** Opening Given data block **
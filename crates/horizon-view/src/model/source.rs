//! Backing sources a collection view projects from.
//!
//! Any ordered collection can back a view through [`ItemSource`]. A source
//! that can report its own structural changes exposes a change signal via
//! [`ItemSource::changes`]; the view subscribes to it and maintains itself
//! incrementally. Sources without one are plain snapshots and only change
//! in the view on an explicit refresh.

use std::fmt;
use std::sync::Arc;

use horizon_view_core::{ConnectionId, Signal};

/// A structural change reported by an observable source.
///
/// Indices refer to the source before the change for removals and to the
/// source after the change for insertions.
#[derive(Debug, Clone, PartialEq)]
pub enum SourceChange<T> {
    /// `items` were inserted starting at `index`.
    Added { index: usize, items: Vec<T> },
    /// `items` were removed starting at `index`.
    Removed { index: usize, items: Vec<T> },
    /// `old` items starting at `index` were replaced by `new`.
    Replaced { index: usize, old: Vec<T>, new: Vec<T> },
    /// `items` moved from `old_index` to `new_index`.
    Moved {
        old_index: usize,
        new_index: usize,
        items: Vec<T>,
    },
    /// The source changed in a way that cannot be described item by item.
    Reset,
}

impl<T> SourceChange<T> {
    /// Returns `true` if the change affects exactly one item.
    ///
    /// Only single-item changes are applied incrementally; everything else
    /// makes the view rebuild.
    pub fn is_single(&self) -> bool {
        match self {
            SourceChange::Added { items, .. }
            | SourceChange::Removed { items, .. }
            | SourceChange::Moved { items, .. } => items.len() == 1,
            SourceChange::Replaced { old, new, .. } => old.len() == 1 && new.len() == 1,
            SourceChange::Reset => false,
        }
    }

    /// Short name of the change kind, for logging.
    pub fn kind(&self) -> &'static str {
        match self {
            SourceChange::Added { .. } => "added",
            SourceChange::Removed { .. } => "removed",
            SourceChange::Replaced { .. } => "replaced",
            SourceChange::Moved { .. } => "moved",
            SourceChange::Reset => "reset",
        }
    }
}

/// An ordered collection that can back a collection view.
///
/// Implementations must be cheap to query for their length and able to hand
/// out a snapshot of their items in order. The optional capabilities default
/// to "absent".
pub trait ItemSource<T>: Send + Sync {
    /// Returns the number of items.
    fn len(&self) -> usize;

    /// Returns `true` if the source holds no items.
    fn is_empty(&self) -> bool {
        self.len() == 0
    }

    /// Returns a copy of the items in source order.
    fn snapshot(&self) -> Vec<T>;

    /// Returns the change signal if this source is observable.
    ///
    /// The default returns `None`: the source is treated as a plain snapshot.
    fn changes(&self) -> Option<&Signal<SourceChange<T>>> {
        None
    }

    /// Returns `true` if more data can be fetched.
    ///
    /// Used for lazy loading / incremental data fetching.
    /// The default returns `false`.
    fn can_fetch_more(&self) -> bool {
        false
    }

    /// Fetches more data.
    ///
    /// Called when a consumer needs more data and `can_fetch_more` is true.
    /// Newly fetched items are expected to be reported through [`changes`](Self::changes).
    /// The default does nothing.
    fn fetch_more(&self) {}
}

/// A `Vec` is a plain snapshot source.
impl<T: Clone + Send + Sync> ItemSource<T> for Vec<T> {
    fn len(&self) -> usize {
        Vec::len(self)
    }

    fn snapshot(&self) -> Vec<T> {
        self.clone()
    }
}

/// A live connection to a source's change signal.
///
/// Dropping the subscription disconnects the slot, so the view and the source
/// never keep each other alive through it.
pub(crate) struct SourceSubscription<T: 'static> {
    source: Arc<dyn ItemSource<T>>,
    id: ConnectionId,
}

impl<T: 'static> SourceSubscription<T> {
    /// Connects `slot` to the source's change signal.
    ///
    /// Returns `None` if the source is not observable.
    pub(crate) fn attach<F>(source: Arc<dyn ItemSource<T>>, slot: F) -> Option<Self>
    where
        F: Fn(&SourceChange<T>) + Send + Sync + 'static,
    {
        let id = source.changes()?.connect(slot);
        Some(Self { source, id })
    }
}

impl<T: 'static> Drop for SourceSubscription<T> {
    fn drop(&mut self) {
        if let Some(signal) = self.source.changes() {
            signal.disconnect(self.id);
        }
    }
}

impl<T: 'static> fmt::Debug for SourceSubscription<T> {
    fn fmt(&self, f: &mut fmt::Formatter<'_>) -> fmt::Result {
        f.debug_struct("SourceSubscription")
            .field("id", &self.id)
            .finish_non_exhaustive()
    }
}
** Closing Given data block **
** Opening Given data block **
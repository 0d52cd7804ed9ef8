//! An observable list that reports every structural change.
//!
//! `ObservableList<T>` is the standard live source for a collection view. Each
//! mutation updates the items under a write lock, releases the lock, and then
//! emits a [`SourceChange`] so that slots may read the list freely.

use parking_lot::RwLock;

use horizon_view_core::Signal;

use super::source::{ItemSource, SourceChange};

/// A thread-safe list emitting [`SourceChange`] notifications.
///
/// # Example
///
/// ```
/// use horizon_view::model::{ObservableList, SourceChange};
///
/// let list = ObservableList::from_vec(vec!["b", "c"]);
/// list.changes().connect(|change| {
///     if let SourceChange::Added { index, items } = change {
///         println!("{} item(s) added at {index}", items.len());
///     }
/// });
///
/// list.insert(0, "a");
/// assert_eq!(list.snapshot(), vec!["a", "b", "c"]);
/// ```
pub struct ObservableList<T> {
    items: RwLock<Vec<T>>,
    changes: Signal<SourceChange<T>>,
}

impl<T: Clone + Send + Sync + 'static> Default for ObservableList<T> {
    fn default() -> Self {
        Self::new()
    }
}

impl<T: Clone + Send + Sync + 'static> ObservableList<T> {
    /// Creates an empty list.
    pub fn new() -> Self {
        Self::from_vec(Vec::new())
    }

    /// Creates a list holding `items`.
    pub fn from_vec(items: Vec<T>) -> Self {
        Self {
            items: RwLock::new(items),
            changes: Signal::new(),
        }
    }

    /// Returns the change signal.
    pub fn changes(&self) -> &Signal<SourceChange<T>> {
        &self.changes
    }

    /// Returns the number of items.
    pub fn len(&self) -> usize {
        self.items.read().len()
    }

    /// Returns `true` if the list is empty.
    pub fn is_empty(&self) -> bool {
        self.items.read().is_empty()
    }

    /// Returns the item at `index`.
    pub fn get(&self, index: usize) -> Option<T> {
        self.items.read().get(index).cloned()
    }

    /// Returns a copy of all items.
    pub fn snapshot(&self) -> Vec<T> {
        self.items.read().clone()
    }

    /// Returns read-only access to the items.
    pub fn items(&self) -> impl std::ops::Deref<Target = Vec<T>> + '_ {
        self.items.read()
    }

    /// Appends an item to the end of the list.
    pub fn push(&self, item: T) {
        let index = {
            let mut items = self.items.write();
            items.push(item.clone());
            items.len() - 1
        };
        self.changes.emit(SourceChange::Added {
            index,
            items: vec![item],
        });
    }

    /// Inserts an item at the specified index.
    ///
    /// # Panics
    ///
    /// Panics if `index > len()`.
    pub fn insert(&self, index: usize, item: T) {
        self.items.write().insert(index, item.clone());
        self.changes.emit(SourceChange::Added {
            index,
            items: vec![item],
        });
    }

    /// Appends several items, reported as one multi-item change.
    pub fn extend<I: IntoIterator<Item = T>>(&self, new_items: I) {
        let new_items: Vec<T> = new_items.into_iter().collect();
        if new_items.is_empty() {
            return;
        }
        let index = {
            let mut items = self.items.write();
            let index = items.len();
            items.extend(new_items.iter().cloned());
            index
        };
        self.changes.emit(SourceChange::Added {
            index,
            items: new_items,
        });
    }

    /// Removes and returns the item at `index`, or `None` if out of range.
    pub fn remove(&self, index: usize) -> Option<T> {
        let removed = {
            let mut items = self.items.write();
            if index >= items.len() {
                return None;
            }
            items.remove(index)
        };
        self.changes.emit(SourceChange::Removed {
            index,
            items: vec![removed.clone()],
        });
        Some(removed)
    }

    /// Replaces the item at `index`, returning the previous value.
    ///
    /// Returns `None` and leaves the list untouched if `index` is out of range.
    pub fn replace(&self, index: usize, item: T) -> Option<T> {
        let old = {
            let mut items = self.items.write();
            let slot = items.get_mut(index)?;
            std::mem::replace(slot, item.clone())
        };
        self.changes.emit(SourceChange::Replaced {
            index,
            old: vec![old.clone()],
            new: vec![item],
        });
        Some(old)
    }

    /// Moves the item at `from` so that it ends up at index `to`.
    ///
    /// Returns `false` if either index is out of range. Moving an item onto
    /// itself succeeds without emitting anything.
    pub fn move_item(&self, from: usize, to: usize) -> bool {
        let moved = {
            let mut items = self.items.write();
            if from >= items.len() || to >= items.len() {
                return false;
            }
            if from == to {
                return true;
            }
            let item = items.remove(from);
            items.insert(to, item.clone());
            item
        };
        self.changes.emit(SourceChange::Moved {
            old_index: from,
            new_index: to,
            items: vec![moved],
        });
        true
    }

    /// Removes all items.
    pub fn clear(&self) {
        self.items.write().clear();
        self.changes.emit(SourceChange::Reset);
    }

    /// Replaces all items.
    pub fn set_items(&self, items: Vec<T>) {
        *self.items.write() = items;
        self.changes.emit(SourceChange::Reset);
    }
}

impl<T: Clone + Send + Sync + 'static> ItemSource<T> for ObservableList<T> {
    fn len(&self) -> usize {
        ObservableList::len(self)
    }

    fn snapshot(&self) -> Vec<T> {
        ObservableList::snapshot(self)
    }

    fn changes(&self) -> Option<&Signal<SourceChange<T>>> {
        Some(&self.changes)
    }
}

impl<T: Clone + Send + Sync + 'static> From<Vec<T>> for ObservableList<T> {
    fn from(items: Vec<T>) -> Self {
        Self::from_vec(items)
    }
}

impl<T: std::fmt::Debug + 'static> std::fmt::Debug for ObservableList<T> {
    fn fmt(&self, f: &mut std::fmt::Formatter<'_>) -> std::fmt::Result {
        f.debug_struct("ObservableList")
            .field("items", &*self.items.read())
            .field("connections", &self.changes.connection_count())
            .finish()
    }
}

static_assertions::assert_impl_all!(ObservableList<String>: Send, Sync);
** Closing Given data block **
▶ **Your instructions**: Find how many lines in the entries above have the string "fetched" and report only that number.

▶ **Output of the exercise**: 2